Dans l’ébrasement ouest existe une inscription : 1841. Sur l’élévation nord de l’ébrasement est marqué : Miard 1863.

Enfin, sur une pierre de tuffeau formant l’angle extérieur de la tour, regardant le nord-ouest, sont gravées deux inscriptions :


1° au-dessus :

« Benjamin Mauduit 1875
a entré au château en 1863
et sorti en 1883 »

2° au-dessous :

gastri segureau
a réparé le chato
an 1797
l’an sainque
de la république
de menville
propriétaire
pour la somme
de 17100 livres

Lucarnes

Lucarne Est

On observe dans la charpente les stigmates d’une lucarne au-dessus de la chambre Est. Il existe en effet un chevêtre qui arrête cinq chevrons, soit quatre espaces entre chevrons, au total une largeur de chevêtre de 2,47 m qui correspond approximativement à la largeur du massif de maçonnerie, attendu que l’ouverture devait mesurer 1,60 m de large, comme au premier étage, avec environ 50 cm de maçonnerie de part et d’autre de l’ouverture.
Autre preuve de l’existence de la lucarne : le pied de chevron, à droite de la lucarne, fortement pourri, comme toujours en pied de noue. Le pied de chevron à gauche n’est plus lisible car il a été refait.

Lucarne ouest

On observe dans la charpente les stigmates d’une lucarne au- dessus de la fenêtre de la chambre ouest. Le chevêtre arrête six chevrons, soit cinq inter-chevrons, ce qui est trop large, certes, mais on observe dans le chevêtre deux mortaises qui ont servi à assembler les deux chevrons de rive de la lucarne et qui délimitent une largeur de 2,25 m. cette largeur doit correspondre très exactement à la largeur totale de la maçonnerie de la lucarne.
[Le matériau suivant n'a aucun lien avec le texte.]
//  ____                 _____
// |  _ \ __ _ ___ ___  |  ___|__  _ __ __ _  ___
// | |_) / _` / __/ __| | |_ / _ \| '__/ _` |/ _ \
// |  __/ (_| \__ \__ \ |  _| (_) | | | (_| |  __/
// |_|   \__,_|___/___/ |_|  \___/|_|  \__, |\___|
//                                     |___/
//
// Date : 2026-08-13
// Version : 0.1.0
// License : MIT
//
// Interactive prompt helpers

use std::io::{self, Write};

/// Print `prompt` and read one trimmed line from stdin.
pub fn prompt_input(prompt: &str) -> io::Result<String> {
    print!("{}", prompt);
    io::stdout().flush()?;
    let mut input = String::new();
    io::stdin().read_line(&mut input)?;
    Ok(input.trim().to_string())
}

/// Interpret a yes/no answer. Empty or unrecognized input falls back to
/// `default`.
pub fn parse_yes_no(input: &str, default: bool) -> bool {
    match input.trim().to_lowercase().as_str() {
        "y" | "yes" => true,
        "n" | "no" => false,
        _ => default,
    }
}

/// Parse a positive integer. Empty, non-numeric, or zero input falls back to
/// `default` instead of propagating an error.
pub fn parse_positive(input: &str, default: usize) -> usize {
    match input.trim().parse::<usize>() {
        Ok(n) if n >= 1 => n,
        _ => default,
    }
}
//  ____                 _____
// |  _ \ __ _ ___ ___  |  ___|__  _ __ __ _  ___
// | |_) / _` / __/ __| | |_ / _ \| '__/ _` |/ _ \
// |  __/ (_| \__ \__ \ |  _| (_) | | | (_| |  __/
// |_|   \__,_|___/___/ |_|  \___/|_|  \__, |\___|
//                                     |___/
//
// Date : 2026-08-12
// Version : 0.1.0
// License : MIT
//
// Password history file

use std::fs::OpenOptions;
use std::io::{self, Write};
use std::path::Path;

pub const DEFAULT_HISTORY_FILE: &str = "password_history.txt";

/// Append passwords to `path`, one per line, UTF-8. The file is created if
/// missing and existing lines are never altered.
pub fn save_history<P: AsRef<Path>>(passwords: &[String], path: P) -> io::Result<()> {
    let mut file = OpenOptions::new().create(true).append(true).open(path)?;
    for password in passwords {
        writeln!(file, "{}", password)?;
    }
    Ok(())
}
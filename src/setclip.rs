//  ____                 _____
// |  _ \ __ _ ___ ___  |  ___|__  _ __ __ _  ___
// | |_) / _` / __/ __| | |_ / _ \| '__/ _` |/ _ \
// |  __/ (_| \__ \__ \ |  _| (_) | | | (_| |  __/
// |_|   \__,_|___/___/ |_|  \___/|_|  \__, |\___|
//                                     |___/
//
// Date : 2026-08-13
// Version : 0.1.0
// License : MIT
//
// Clipboard handler

use arboard::Clipboard;

/// Probe for a usable clipboard. Run once at startup; the resulting bool is
/// passed into the interactive flow so the core logic never conditions on
/// the platform itself.
pub fn clipboard_available() -> bool {
    Clipboard::new().is_ok()
}

pub fn copy_to_clipboard(secret: &str) -> Result<(), arboard::Error> {
    let mut ctx = Clipboard::new()?;
    ctx.set_text(secret)?;
    Ok(())
}
//  ____                 _____
// |  _ \ __ _ ___ ___  |  ___|__  _ __ __ _  ___
// | |_) / _` / __/ __| | |_ / _ \| '__/ _` |/ _ \
// |  __/ (_| \__ \__ \ |  _| (_) | | | (_| |  __/
// |_|   \__,_|___/___/ |_|  \___/|_|  \__, |\___|
//                                     |___/
//
// Date : 2026-08-15
// Version : 0.1.0
// License : MIT
//
// Strength testing for arbitrary passwords

use anyhow::Result;

use crate::scorer;

pub fn run(password: &str) -> Result<()> {
    let result = scorer::score(password);
    println!(
        "Strength: {} | Entropy: {} bits",
        result.strength, result.entropy_bits
    );
    println!(
        "Character classes present: {}/4",
        scorer::categories(password)
    );

    let (rating, score, feedback) = scorer::assess_password_strength(password);
    println!("zxcvbn rating: {} ({}/4)", rating, score);
    if !feedback.is_empty() {
        println!("Suggestions: {}", feedback);
    }

    Ok(())
}
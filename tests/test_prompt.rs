use passforge::prompt::{parse_positive, parse_yes_no};

#[test]
fn test_yes_no_defaults_on_empty_input() {
    assert!(parse_yes_no("", true));
    assert!(!parse_yes_no("", false));
}

#[test]
fn test_yes_no_recognized_answers() {
    assert!(parse_yes_no("y", false));
    assert!(parse_yes_no("Yes", false));
    assert!(!parse_yes_no("n", true));
    assert!(!parse_yes_no("NO", true));
}

#[test]
fn test_yes_no_unrecognized_falls_back() {
    assert!(parse_yes_no("maybe", true));
    assert!(!parse_yes_no("maybe", false));
}

#[test]
fn test_positive_parses_numbers() {
    assert_eq!(parse_positive("12", 16), 12);
    assert_eq!(parse_positive(" 8 ", 16), 8);
}

#[test]
fn test_positive_falls_back_on_bad_input() {
    assert_eq!(parse_positive("", 16), 16);
    assert_eq!(parse_positive("twelve", 16), 16);
    assert_eq!(parse_positive("-3", 1), 1);
    // Zero is below the documented minimum length of 1.
    assert_eq!(parse_positive("0", 16), 16);
}
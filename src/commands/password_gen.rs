//  ____                 _____
// |  _ \ __ _ ___ ___  |  ___|__  _ __ __ _  ___
// | |_) / _` / __/ __| | |_ / _ \| '__/ _` |/ _ \
// |  __/ (_| \__ \__ \ |  _| (_) | | | (_| |  __/
// |_|   \__,_|___/___/ |_|  \___/|_|  \__, |\___|
//                                     |___/
//
// Date : 2026-08-14
// Version : 0.1.0
// License : MIT
//
// Flag-driven generation

use std::path::PathBuf;

use anyhow::Result;

use crate::history;
use crate::passgen::Policy;
use crate::setclip;

pub fn run(policy: Policy, count: usize, save: Option<PathBuf>, copy: bool) -> Result<()> {
    let passwords = super::generate_batch(&policy, count)?;
    super::display_passwords(&passwords, policy.length);

    if let Some(path) = save {
        history::save_history(&passwords, &path)?;
        println!("\nAppended {} password(s) to {}", passwords.len(), path.display());
    }

    if copy {
        if passwords.len() == 1 {
            setclip::copy_to_clipboard(&passwords[0])?;
            println!("\nPassword copied to clipboard.");
        } else {
            log::warn!("--copy only applies to a single password; skipping");
        }
    }

    Ok(())
}
//  ____                 _____
// |  _ \ __ _ ___ ___  |  ___|__  _ __ __ _  ___
// | |_) / _` / __/ __| | |_ / _ \| '__/ _` |/ _ \
// |  __/ (_| \__ \__ \ |  _| (_) | | | (_| |  __/
// |_|   \__,_|___/___/ |_|  \___/|_|  \__, |\___|
//                                     |___/
//
// Date : 2026-08-10
// Version : 0.1.0
// License : MIT
//
// A policy-driven random password generator with entropy scoring.

pub mod commands;
pub mod error;
pub mod history;
pub mod passgen;
pub mod prompt;
pub mod scorer;
pub mod setclip;
use crate::outcome::Outcome;

/// An outcome carrying a sequence of items.
pub type ListOutcome<T> = Outcome<Vec<T>>;

impl<T> Outcome<Vec<T>> {
    /// Number of items, 0 when there is no list.
    pub fn count(&self) -> usize {
        self.data().map_or(0, Vec::len)
    }

    pub fn is_list_empty(&self) -> bool {
        self.count() == 0
    }

    pub fn items(&self) -> &[T] {
        self.data().map(Vec::as_slice).unwrap_or(&[])
    }
}
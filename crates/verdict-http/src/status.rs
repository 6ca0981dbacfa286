use verdict::{OutcomeExt, codes};

/// The HTTP statuses an outcome can map to.
#[derive(Debug, Clone, Copy, PartialEq, Eq, Hash)]
pub enum HttpStatus {
    Ok = 200,
    BadRequest = 400,
    Unauthorized = 401,
    Forbidden = 403,
    NotFound = 404,
    InternalServerError = 500,
}

impl HttpStatus {
    /// Pick the status for `outcome`.
    ///
    /// Rules are checked in order: `not_found`, `validation_failed`,
    /// `unauthorized` and `forbidden` (matched against the outcome's code or
    /// any of its errors), then any other failure with errors is a 500 and
    /// any other failure a 400. Successes are 200.
    pub fn for_outcome<O: OutcomeExt>(outcome: &O) -> Self {
        if outcome.is_success() {
            return Self::Ok;
        }
        if outcome.failed_because(codes::NOT_FOUND) {
            Self::NotFound
        } else if outcome.failed_because(codes::VALIDATION_FAILED) {
            Self::BadRequest
        } else if outcome.failed_because(codes::UNAUTHORIZED) {
            Self::Unauthorized
        } else if outcome.failed_because(codes::FORBIDDEN) {
            Self::Forbidden
        } else if outcome.has_errors() {
            Self::InternalServerError
        } else {
            Self::BadRequest
        }
    }

    pub fn as_u16(self) -> u16 {
        self as u16
    }

    pub fn is_success(self) -> bool {
        self == Self::Ok
    }
}

impl std::fmt::Display for HttpStatus {
    fn fmt(&self, f: &mut std::fmt::Formatter<'_>) -> std::fmt::Result {
        write!(f, "{}", self.as_u16())
    }
}

/// Numeric HTTP status for `outcome`. See [`HttpStatus::for_outcome`].
pub fn status_code_for<O: OutcomeExt>(outcome: &O) -> u16 {
    HttpStatus::for_outcome(outcome).as_u16()
}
On ne peut pas vérifier si le pied des chevrons a pourri à cause de l’afflux d’eau de la noue car ils ont été remplacés. A noter que d’après l’état du sol, le chantier de réfection de celui ci montrera probablement des dégâts des eaux.

Mesurée entre l’arase du mur sud et le dessous du chevêtre, la hauteur totale de la lucarne est de 2,70 m.

Les sablières et pieds de lucarnes ont été restauré voir l’article qui est dédiés à ces travaux .

https://manoirdelachevallerie.fr/?p=51

Porte vers le comble de l’aile nord

A l’aplomb de la façade nord, il existe une structure de charpente formant tout un pignon sud à l’aile nord en retour d’équerre, pignon construit en colombage et torchis. Le torchis a disparu. Au milieu de ce
pignon, une porte est assemblée. Elle se situe exactement en face de la porte de l’escalier en vis.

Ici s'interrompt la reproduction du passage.